Additionally, it is worth noting that while most of the brain regions activated in both conditions belonged to the putamen (value affirmation: 97 voxels; emotional support: 203 voxels), the difference was that the brain regions in the value affirmation condition contained a small portion of the nucleus accumbens (NACC, 16 voxels), whereas emotional support contained a small portion of the thalamus (36 voxels). The NACC and the thalamus play different roles in reward processing. For example, previous studies have shown that the NACC played an important role in the reward anticipation phase (Kirsch et al., 2003), whereas the thalamus was more sensitive to the subjective value of rewards (Komura et al., 2001). A question worthy of future attention is to explore whether there are differences in the neural basis of different social rewards, especially value affirmation and emotional support.

Furthermore, value affirmation led to stronger functional connectivity of putamen-hippocampus and putamen-angular gyrus in the current study. First, the hippocampus played an important role in negative feedback inhibition of the hypothalamic-pituitary-adrenal (HPA) axis in response to stressors, by which the stimulation of the hippocampus decreaseed HPA axis activity (Herman et al., 2005; Ulrich-lai & Herman, 2014). Furthermore, the stronger functional connectivity of the putamen-hippocampus was related to less stress response, especially the cortisol response (Rivera-Bonet et al., 2021). Although significant results that social rewards can reduce cortisol response were not obtained in this study, trends can be seen. This may be due to deficiencies in the selection of time points for cortisol measurements, which would be discussed in limitations. Meanwhile, several studies have shown that the angular gyrus was an important component of the default network and that a strong link existed with self-processing (Andrews-Hanna et al., 2015; Cavanna & Trimble, 2006; Leech & Sharp, 2014). Before the stress task, we triggered positive self-processing, i.e., initiated value affirmation, by having subjects recall and write about their good qualities. This was neurologically manifested as enhanced functional connectivity between the putamen and the angular gyrus, further alleviating the stress response.

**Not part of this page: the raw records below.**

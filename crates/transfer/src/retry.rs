//! Bounded exponential backoff for transient network failures.
//!
//! Only failures where no HTTP status came back (connect errors, timeouts,
//! reset connections) are retried. A status code is always the server's
//! final word on that request.

use std::time::Duration;

/// Retry settings for a single PUT.
#[derive(Debug, Clone, PartialEq)]
pub struct RetryPolicy {
    /// Total attempts per request, including the first one.
    pub max_attempts: u32,
    /// Delay before the second attempt.
    pub initial_delay: Duration,
    /// Upper bound for any single delay.
    pub max_delay: Duration,
    /// Multiplier applied per attempt.
    pub backoff_factor: f64,
}

impl Default for RetryPolicy {
    fn default() -> Self {
        Self {
            max_attempts: 4,
            initial_delay: Duration::from_millis(500),
            max_delay: Duration::from_secs(8),
            backoff_factor: 2.0,
        }
    }
}

impl RetryPolicy {
    /// A policy that never retries.
    pub fn none() -> Self {
        Self {
            max_attempts: 1,
            ..Self::default()
        }
    }

    /// Whether another attempt is allowed after `attempt` (1-based) failed.
    pub fn should_retry(&self, attempt: u32) -> bool {
        attempt < self.max_attempts
    }

    /// Growth factor actually applied. Values below 1.0, NaN and infinities
    /// fall back to a constant delay.
    fn factor(&self) -> f64 {
        if self.backoff_factor.is_finite() && self.backoff_factor >= 1.0 {
            self.backoff_factor
        } else {
            1.0
        }
    }

    /// Converts `secs` to a delay within `[0, max_delay]`.
    fn clamp_secs(&self, secs: f64) -> Duration {
        let max = self.max_delay.as_secs_f64();
        if secs.is_nan() {
            return self.max_delay;
        }
        Duration::from_secs_f64(secs.clamp(0.0, max))
    }

    /// Backoff after the failed `attempt` (1-based), before jitter.
    pub fn base_delay(&self, attempt: u32) -> Duration {
        let exp = attempt.saturating_sub(1).min(63) as i32;
        self.clamp_secs(self.initial_delay.as_secs_f64() * self.factor().powi(exp))
    }

    /// Backoff after the failed `attempt`, with up to ±20% jitter.
    pub fn delay_for_attempt(&self, attempt: u32) -> Duration {
        let base = self.base_delay(attempt).as_secs_f64();
        let nanos = std::time::SystemTime::now()
            .duration_since(std::time::UNIX_EPOCH)
            .unwrap_or_default()
            .subsec_nanos();
        // Maps the sub-second clock onto [0.8, 1.2).
        let scale = 0.8 + 0.4 * (f64::from(nanos) / 1_000_000_000.0);
        self.clamp_secs(base * scale)
    }
}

Additionally, emotional support led to stronger functional connectivity of putamen-vlPFC and putamen-temporal pole mid in the current study. First, a meta-analysis suggested that vlPFC activation promotes cognitive reappraisal and plays an important role in successful emotion regulation (Buhle et al., 2014; Morawetz et al., 2017). This function of vlPFC was damaged during stress exposure (Yuan et al., 2022). It has also been studied that stronger functional connectivity of the putamen to the vlPFC can facilitate emotion regulation (Tseng et al., 2021). Therefore, in the present study, functional connectivity of the reward brain region putamen to vlPFC was enhanced by asking subjects to recall people and events that were emotionally supportive to them in their lives, which may have enhanced emotion regulation and reduced stress responses. Second, the previous study revealed the temporal pole's putative role in social and emotional processing both in non-human primates and humans (Olson et al., 2007). Emotional support, as a social reward, is a typical socio-emotional message that activates the putamen's activity and further strengthens the functional connection with the temporal pole mid. Ultimately, the stress response was relieved.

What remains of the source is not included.